The Las Palmas Federation of Hospitality and Tourism Businesses Defends Legal Certainty and Tax Fairness Following the Annulment of the Tourist Tax.
The Las Palmas Federation of Hospitality and Tourism Businesses (FEHT) has expressed its satisfaction with the ruling that annuls the overnight tourist tax approved by the Mogán City Council. This decision supports the legal and substantive arguments maintained by the business association since the beginning of the proceedings.
This court decision is also good news for the sector and for the Canary Islands population in general, who were also negatively impacted by the increased costs resulting from this tax when enjoying hotels and other accommodation establishments in the archipelago.
The FEHT emphasizes that its appeal was never intended as an institutional confrontation, but rather as a response to the need to defend legal certainty and fairness in the tax burden borne by the sector.

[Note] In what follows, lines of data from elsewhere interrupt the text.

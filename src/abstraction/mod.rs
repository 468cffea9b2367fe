// Copyright 2024 the spbfs developers
//
// Permission is hereby granted, free of charge, to any person obtaining a copy of
// this software and associated documentation files (the "Software"), to deal in
// the Software without restriction, including without limitation the rights to
// use, copy, modify, merge, publish, distribute, sublicense, and/or sell copies of
// the Software, and to permit persons to whom the Software is furnished to do so,
// subject to the following conditions:
//
// The above copyright notice and this permission notice shall be included in all
// copies or substantial portions of the Software.
//
// THE SOFTWARE IS PROVIDED "AS IS", WITHOUT WARRANTY OF ANY KIND, EXPRESS OR
// IMPLIED, INCLUDING BUT NOT LIMITED TO THE WARRANTIES OF MERCHANTABILITY, FITNESS
// FOR A PARTICULAR PURPOSE AND NONINFRINGEMENT. IN NO EVENT SHALL THE AUTHORS OR
// COPYRIGHT HOLDERS BE LIABLE FOR ANY CLAIM, DAMAGES OR OTHER LIABILITY, WHETHER
// IN AN ACTION OF CONTRACT, TORT OR OTHERWISE, ARISING FROM, OUT OF OR IN
// CONNECTION WITH THE SOFTWARE OR THE USE OR OTHER DEALINGS IN THE SOFTWARE.

//! This module (and its submodules) provide the abstractions for the basic
//! building blocks of the search engines. A client willing to use our library
//! to search its own state space should look into the `problem` submodule:
//! `Problem` is the one trait that *must* be implemented. The `search`
//! submodule defines the interface through which every engine is driven.

mod problem;
mod search;

pub use problem::*;
pub use search::*;
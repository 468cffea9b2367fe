// Copyright 2024 the spbfs developers
//
// Permission is hereby granted, free of charge, to any person obtaining a copy of
// this software and associated documentation files (the "Software"), to deal in
// the Software without restriction, including without limitation the rights to
// use, copy, modify, merge, publish, distribute, sublicense, and/or sell copies of
// the Software, and to permit persons to whom the Software is furnished to do so,
// subject to the following conditions:
//
// The above copyright notice and this permission notice shall be included in all
// copies or substantial portions of the Software.
//
// THE SOFTWARE IS PROVIDED "AS IS", WITHOUT WARRANTY OF ANY KIND, EXPRESS OR
// IMPLIED, INCLUDING BUT NOT LIMITED TO THE WARRANTIES OF MERCHANTABILITY, FITNESS
// FOR A PARTICULAR PURPOSE AND NONINFRINGEMENT. IN NO EVENT SHALL THE AUTHORS OR
// COPYRIGHT HOLDERS BE LIABLE FOR ANY CLAIM, DAMAGES OR OTHER LIABILITY, WHETHER
// IN AN ACTION OF CONTRACT, TORT OR OTHERWISE, ARISING FROM, OUT OF OR IN
// CONNECTION WITH THE SOFTWARE OR THE USE OR OTHER DEALINGS IN THE SOFTWARE.

//! This module abstracts away the difference between the concrete engines.
//! Whichever orchestration strategy is used (serial, bulk-synchronous,
//! shared-pool or speculative), running a search always means the same thing:
//! consume a problem instance, produce a path and statistics.

use crate::SearchOutcome;

/// The common interface of every search engine shipped by this library.
/// An engine is created around a borrowed problem instance and is consumed
/// by a single call to `run`.
pub trait Search {
    /// The type of the states traversed by this engine.
    type State;

    /// Runs the search to completion and returns the reconstructed path
    /// (empty when no goal is reachable) along with the run statistics.
    /// There is no notion of timeout: the search runs until the frontier is
    /// exhausted or a goal is popped.
    fn run(&mut self) -> SearchOutcome<Self::State>;
}
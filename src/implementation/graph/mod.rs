// Copyright 2024 the spbfs developers
//
// Permission is hereby granted, free of charge, to any person obtaining a copy of
// this software and associated documentation files (the "Software"), to deal in
// the Software without restriction, including without limitation the rights to
// use, copy, modify, merge, publish, distribute, sublicense, and/or sell copies of
// the Software, and to permit persons to whom the Software is furnished to do so,
// subject to the following conditions:
//
// The above copyright notice and this permission notice shall be included in all
// copies or substantial portions of the Software.
//
// THE SOFTWARE IS PROVIDED "AS IS", WITHOUT WARRANTY OF ANY KIND, EXPRESS OR
// IMPLIED, INCLUDING BUT NOT LIMITED TO THE WARRANTIES OF MERCHANTABILITY, FITNESS
// FOR A PARTICULAR PURPOSE AND NONINFRINGEMENT. IN NO EVENT SHALL THE AUTHORS OR
// COPYRIGHT HOLDERS BE LIABLE FOR ANY CLAIM, DAMAGES OR OTHER LIABILITY, WHETHER
// IN AN ACTION OF CONTRACT, TORT OR OTHERWISE, ARISING FROM, OUT OF OR IN
// CONNECTION WITH THE SOFTWARE OR THE USE OR OTHER DEALINGS IN THE SOFTWARE.

//! This module provides the search-node graph: the nodes themselves (with
//! their atomic status machine) and the append-only arenas owning them.

mod arena;
mod node;

pub use arena::*;
pub use node::*;
// Copyright 2024 the spbfs developers
//
// Permission is hereby granted, free of charge, to any person obtaining a copy of
// this software and associated documentation files (the "Software"), to deal in
// the Software without restriction, including without limitation the rights to
// use, copy, modify, merge, publish, distribute, sublicense, and/or sell copies of
// the Software, and to permit persons to whom the Software is furnished to do so,
// subject to the following conditions:
//
// The above copyright notice and this permission notice shall be included in all
// copies or substantial portions of the Software.
//
// THE SOFTWARE IS PROVIDED "AS IS", WITHOUT WARRANTY OF ANY KIND, EXPRESS OR
// IMPLIED, INCLUDING BUT NOT LIMITED TO THE WARRANTIES OF MERCHANTABILITY, FITNESS
// FOR A PARTICULAR PURPOSE AND NONINFRINGEMENT. IN NO EVENT SHALL THE AUTHORS OR
// COPYRIGHT HOLDERS BE LIABLE FOR ANY CLAIM, DAMAGES OR OTHER LIABILITY, WHETHER
// IN AN ACTION OF CONTRACT, TORT OR OTHERWISE, ARISING FROM, OUT OF OR IN
// CONNECTION WITH THE SOFTWARE OR THE USE OR OTHER DEALINGS IN THE SOFTWARE.

//! This module provides the lookahead window of the speculative engine: a
//! bounded view over the most recent frontier pushes. A naive shared queue
//! would force readers and the writer to lock on every access; instead every
//! push publishes a fresh immutable version, and a worker that grabbed a
//! snapshot can re-read its slot on every iteration without any further
//! synchronisation. Holding on to an old snapshot is harmless: it only
//! references nodes in append-only arenas, which never die during a search.

use std::sync::Arc;

use parking_lot::Mutex;

use crate::NodeId;

/// One immutable version of the window. Slot 0 is the oldest of the retained
/// pushes, the last slot is the most recent one.
#[derive(Debug, Clone)]
pub struct Window {
    items: Vec<NodeId>,
    next: usize,
    capacity: usize,
}

impl Window {
    fn new(capacity: usize) -> Self {
        Window {
            items: Vec::with_capacity(capacity),
            next: 0,
            capacity,
        }
    }

    /// Number of retained pushes (at most the capacity).
    pub fn len(&self) -> usize {
        self.items.len()
    }

    /// Returns true iff nothing was pushed yet.
    pub fn is_empty(&self) -> bool {
        self.items.is_empty()
    }

    /// The element at `index` (0-based, oldest first), or nothing when fewer
    /// than `index + 1` pushes are retained.
    pub fn get(&self, index: usize) -> Option<NodeId> {
        if index >= self.items.len() {
            None
        } else if self.items.len() < self.capacity {
            Some(self.items[index])
        } else {
            Some(self.items[(self.next + index) % self.capacity])
        }
    }

    /// The most recently pushed element, if any.
    pub fn top(&self) -> Option<NodeId> {
        match self.items.len() {
            0 => None,
            len if len < self.capacity => Some(self.items[len - 1]),
            _ => Some(self.items[(self.next + self.capacity - 1) % self.capacity]),
        }
    }
}

/// The shared window. The writer (the coordinator, pushing under the same
/// critical section as the matching frontier push) swaps in a new version;
/// readers clone the current `Arc` and work on that stable snapshot.
pub struct Lookahead {
    current: Mutex<Arc<Window>>,
    capacity: usize,
}

impl Lookahead {
    /// Creates a window retaining the `capacity` most recent pushes. With a
    /// capacity of zero (no speculating worker), pushes are no-ops.
    pub fn new(capacity: usize) -> Self {
        Lookahead {
            current: Mutex::new(Arc::new(Window::new(capacity))),
            capacity,
        }
    }

    /// The number of slots of this window.
    pub fn capacity(&self) -> usize {
        self.capacity
    }

    /// Publishes a new version exposing `id` as the newest element, aging the
    /// oldest one out when the window is full.
    pub fn push(&self, id: NodeId) {
        if self.capacity == 0 {
            return;
        }
        let mut current = self.current.lock();
        let mut version = (**current).clone();
        if version.items.len() < version.capacity {
            version.items.push(id);
        } else {
            version.items[version.next] = id;
        }
        version.next = (version.next + 1) % version.capacity;
        *current = Arc::new(version);
    }

    /// The current version. The snapshot stays coherent (and safe to read)
    /// no matter how many pushes happen after it was taken.
    pub fn snapshot(&self) -> Arc<Window> {
        self.current.lock().clone()
    }
}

The Federation understood from the outset that the measure created by the council could not be considered a fee in the legal sense, but rather acted materially as a tax, since it levied a charge on the mere overnight stay in tourist establishments without any specific public service being provided to justify the charge.
However, the creation of new taxes falls under the purview of the legislature (national or regional) and cannot be assumed by local administrations. The FEHT also points out that the tourism sector is already the main contributor to the maintenance of public services in the Canary Islands.
Through the economic activity it generates and, in particular, through the collection of the IGIC (Canary Islands General Indirect Tax), tourism contributes a very significant portion (around 40%) of the public revenue that subsequently funds the Autonomous Community, the island councils, and the municipalities each year.
Specifically, accommodation in tourist establishments is already subject to a 7% IGIC, a tax paid by tourists visiting the Islands as well as by Canary Island residents themselves.
Therefore, the Federation maintains that it is inappropriate to establish mechanisms that impose double taxation on an economic activity that already bears a tax burden and that, moreover, generates tens of thousands of direct and indirect jobs and constitutes the main support of the Canary Islands’ economy.
The specific overnight stay tax was a clear example of double taxation on the same item, to the detriment of the sector’s competitiveness and also of Canary Islanders themselves who wish to stay in the Islands’ establishments, insofar as they also had to pay the tax now annulled by the High Court of Justice.
The tourism employers’ association reiterates its full willingness to collaborate with all public administrations to continue improving the quality of tourist destinations, strengthen their sustainability, and guarantee public services commensurate with the importance of tourism for the Canary Islands.
For example, the FEHT (Federation of Hospitality and Tourism Businesses) has already expressed its support for implementing fees for visiting the islands’ natural areas, a measure justified by the provision of specific services during these visits and aimed at raising the necessary funds for their proper conservation and management.
For tourism businesses, these shared objectives must be achieved while respecting the current legal framework and through ongoing dialogue between institutions and the business sector.